In today’s gospel, Jesus gives five ordinary, everyday examples of what the kingdom of heaven is like: a mustard seed that grows as big as a tree. Yeast mixed in with three measures of flour, treasure hidden in a field worth selling all someone has, a merchant finding one pearl of great value, a net that catches fish of every kind. I could preach a sermon on each one of these powerful examples. I wonder, though, if we can do the same thing that Jesus does here and think of our own? Where do we see signs of God’s kingdom breaking into our everyday, ordinary world? Where does God’s Spirit give us encouragement and confirm God’s active presence among us? What would you say that the kingdom of heaven is like?
First of all, Jesus’ phrase, “the kingdom of heaven,” has a double meaning. We can imagine what heaven is like in God’s eternal realm, of course. What might heaven be like? What are our loved ones experiencing who are already in heaven? But even though Jesus uses the word heaven, he’s not just talking about waiting to see God’s kingdom in its fullness when we get to heaven after we die. As a Jewish Christian, Matthew is particularly sensitive to using God’s name in vain. In the Jewish tradition of refraining from saying God’s name, Matthew changes Jesus’ phrase in the other gospels, “kingdom of God,” to “the kingdom of heaven.” And in fact, Jesus is not talking about a certain place but rather the power and RULE of God as something we can experience anytime, anywhere.
Understanding that background, then, Jesus’ teaching points us not just heavenward, but encourages us to look around and pay attention – to see God at work in the world today and every day, here and now. And Jesus encourages us to imagine what the world would be like if God had God’s way – if we truly lived out the Lord’s prayer, “Your kingdom come, on Earth as it is in heaven.” What would be different? What might stay the same? What is God calling us to do to bring God’s kingdom about here on Earth, as it is in heaven? How might we look at our everyday experience differently, with eyes of faith?

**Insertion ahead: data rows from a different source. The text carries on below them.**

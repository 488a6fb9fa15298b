//! Field-name whitelisting.
//!
//! Any field name that is influenced by external input must pass through here before it is
//! interpolated into a storage query or used as a record key.

use crate::constants::{ALLOWED_ACTIVITY_FIELDS, ALLOWED_BABY_FIELDS};
use crate::error::{ValidationError, ValidationResult};
use minik_types::{ActivityField, BabyField};

/// Returns `field` unchanged if it is a member of `allowed_fields`.
///
/// Membership is exact and case-sensitive; the order of `allowed_fields` does not matter.
///
/// # Errors
///
/// Returns [`ValidationError::InvalidFieldName`] (carrying the rejected name) otherwise.
pub fn sanitize_field_name<'a>(field: &'a str, allowed_fields: &[&str]) -> ValidationResult<&'a str> {
    if allowed_fields.contains(&field) {
        return Ok(field);
    }

    tracing::warn!(field_len = field.len(), "rejected field name outside whitelist");
    Err(ValidationError::InvalidFieldName(field.to_owned()))
}

/// Checks `field` against [`ALLOWED_BABY_FIELDS`] and returns the typed field.
pub fn baby_field(field: &str) -> ValidationResult<BabyField> {
    let field = sanitize_field_name(field, ALLOWED_BABY_FIELDS)?;
    BabyField::from_wire(field).ok_or_else(|| ValidationError::InvalidFieldName(field.to_owned()))
}

/// Checks `field` against [`ALLOWED_ACTIVITY_FIELDS`] and returns the typed field.
pub fn activity_field(field: &str) -> ValidationResult<ActivityField> {
    let field = sanitize_field_name(field, ALLOWED_ACTIVITY_FIELDS)?;
    ActivityField::from_wire(field)
        .ok_or_else(|| ValidationError::InvalidFieldName(field.to_owned()))
}
//! Baby profile records.
//!
//! A profile candidate arrives as an untyped JSON object. Only whitelisted fields are ever
//! read from it; every other key (including `__proto__`-style keys) is collected into
//! [`BabyProfileCandidate::extra`] and dropped.

use crate::error::{ValidationError, ValidationResult};
use crate::validation::{
    validate_baby_name_value, validate_blood_type, validate_date_value, validate_enum_value,
    validate_gender, validate_height, validate_number_value, validate_weight,
};
use minik_types::{BabyField, BloodType, Gender};
use serde::{Deserialize, Serialize};
use serde_json::{Map, Number, Value};

/// Unvalidated baby profile as supplied by a caller.
///
/// Every field is optional: partial updates are legal. A JSON `null` is read as absent.
#[derive(Clone, Debug, Default, PartialEq, Deserialize)]
#[serde(rename_all = "camelCase")]
pub struct BabyProfileCandidate {
    #[serde(default)]
    pub name: Option<Value>,
    #[serde(default)]
    pub birth_date: Option<Value>,
    #[serde(default)]
    pub gender: Option<Value>,
    #[serde(default)]
    pub weight: Option<Value>,
    #[serde(default)]
    pub height: Option<Value>,
    #[serde(default)]
    pub blood_type: Option<Value>,
    #[serde(default)]
    pub photo: Option<Value>,

    /// Keys outside the whitelist. Never read by the sanitizer.
    #[serde(flatten)]
    pub extra: Map<String, Value>,
}

impl BabyProfileCandidate {
    /// Builds a candidate from a JSON value, which must be an object.
    pub fn from_value(value: Value) -> ValidationResult<Self> {
        if !value.is_object() {
            return Err(ValidationError::InvalidType(
                "Bebek profili bir JSON nesnesi olmalıdır".into(),
            ));
        }
        serde_json::from_value(value)
            .map_err(|e| ValidationError::InvalidFormat(format!("Geçersiz bebek profili: {e}")))
    }

    /// The value supplied for `field`, if any.
    pub fn get(&self, field: BabyField) -> Option<&Value> {
        match field {
            BabyField::Name => self.name.as_ref(),
            BabyField::BirthDate => self.birth_date.as_ref(),
            BabyField::Gender => self.gender.as_ref(),
            BabyField::Weight => self.weight.as_ref(),
            BabyField::Height => self.height.as_ref(),
            BabyField::BloodType => self.blood_type.as_ref(),
            BabyField::Photo => self.photo.as_ref(),
        }
    }
}

/// A validated baby profile, ready to be written to storage.
///
/// Serialises with camelCase keys; absent fields are omitted rather than written as `null`.
#[derive(Clone, Debug, Default, PartialEq, Serialize)]
#[serde(rename_all = "camelCase")]
pub struct SanitizedBabyProfile {
    #[serde(skip_serializing_if = "Option::is_none")]
    pub name: Option<String>,
    #[serde(skip_serializing_if = "Option::is_none")]
    pub birth_date: Option<String>,
    #[serde(skip_serializing_if = "Option::is_none")]
    pub gender: Option<Gender>,
    #[serde(skip_serializing_if = "Option::is_none")]
    pub weight: Option<Number>,
    #[serde(skip_serializing_if = "Option::is_none")]
    pub height: Option<Number>,
    #[serde(skip_serializing_if = "Option::is_none")]
    pub blood_type: Option<BloodType>,
    #[serde(skip_serializing_if = "Option::is_none")]
    pub photo: Option<Value>,
}

impl SanitizedBabyProfile {
    /// Fields carrying a value, in storage order.
    ///
    /// Persistence code uses this to build an update statement from whitelisted names only.
    pub fn present_fields(&self) -> Vec<BabyField> {
        BabyField::ALL
            .into_iter()
            .filter(|field| match field {
                BabyField::Name => self.name.is_some(),
                BabyField::BirthDate => self.birth_date.is_some(),
                BabyField::Gender => self.gender.is_some(),
                BabyField::Weight => self.weight.is_some(),
                BabyField::Height => self.height.is_some(),
                BabyField::BloodType => self.blood_type.is_some(),
                BabyField::Photo => self.photo.is_some(),
            })
            .collect()
    }
}

/// Validates every present field and copies it into a [`SanitizedBabyProfile`].
///
/// The first failing field aborts the call with that field's own error; nothing partial is
/// returned. `name` is stored in sanitized form (at most `max_string_length` characters);
/// `photo` is an opaque reference and is passed through unvalidated.
pub(crate) fn sanitize_baby_profile_with(
    candidate: &BabyProfileCandidate,
    max_string_length: usize,
) -> ValidationResult<SanitizedBabyProfile> {
    let mut out = SanitizedBabyProfile::default();

    for field in BabyField::ALL {
        let Some(value) = candidate.get(field) else {
            continue;
        };

        match field {
            BabyField::Name => {
                out.name = Some(validate_baby_name_value(value, max_string_length)?);
            }
            BabyField::BirthDate => {
                out.birth_date = Some(validate_date_value(value, false)?.to_owned());
            }
            BabyField::Gender => {
                out.gender = Some(validate_enum_value(value, validate_gender)?);
            }
            BabyField::Weight => {
                out.weight = Some(validate_number_value(value, validate_weight)?);
            }
            BabyField::Height => {
                out.height = Some(validate_number_value(value, validate_height)?);
            }
            BabyField::BloodType => {
                out.blood_type = Some(validate_enum_value(value, validate_blood_type)?);
            }
            BabyField::Photo => {
                out.photo = Some(value.clone());
            }
        }
    }

    tracing::debug!(
        fields = out.present_fields().len(),
        dropped = candidate.extra.len(),
        "sanitized baby profile"
    );

    Ok(out)
}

One of the joys of being a pastor is being a regular collector of other people’s stories of how they have seen God at work in their lives in small and really big ways. Just the other day, someone told me about a powerful experience they had of a sense of peace followed by three taps on her shoulder while she was hospitalized with a life-threatening condition. I get to hear about coincidences that we as believers would say can’t simply be explained away as simply coincidences, or events happening just at the right time. Then there are the simple, everyday experiences of God’s grace that even the most faithful of us might miss. Yeast in bread. A tiny seed growing into a large bush. A fishing net full of fish of every kind. A pumpkin plant that grows fruitfully and persistently despite the odds of where it was haphazardly planted. In his teachings on the kingdom of heaven today, Jesus encourages us to take time and pay attention to the signs of God’s presence, power, and rule in our lives because we’re just moving too fast or trying to explain everything rationally away, to keep everything within our own control and limits rather than giving it over to God.
This week, I challenge you to be on the lookout, more intentionally, for signs of God’s kingdom active in your daily life. What ordinary things help you receive and be aware of God’s growth, joy, the treasure we have in Christ, the mercy and justice of the Lord? When have you, like yeast, like the mustard seed, experienced a small beginning with a great ending? When have you felt called to value both the old and the new, as Jesus teaches at the end of our gospel for today? When has God’s presence surprised you in the unexpected of both good and bad? Maybe it would even be a helpful spiritual practice to meditate on a different phrase from our gospel lesson each day this week. Tomorrow, the kingdom of heaven is like a mustard seed – just sit with that phrase in reflection, and then the next day like yeast and so on. In paying attention to the kingdom of heaven among us, we like that merchant, will find our deepest treasure. Amen.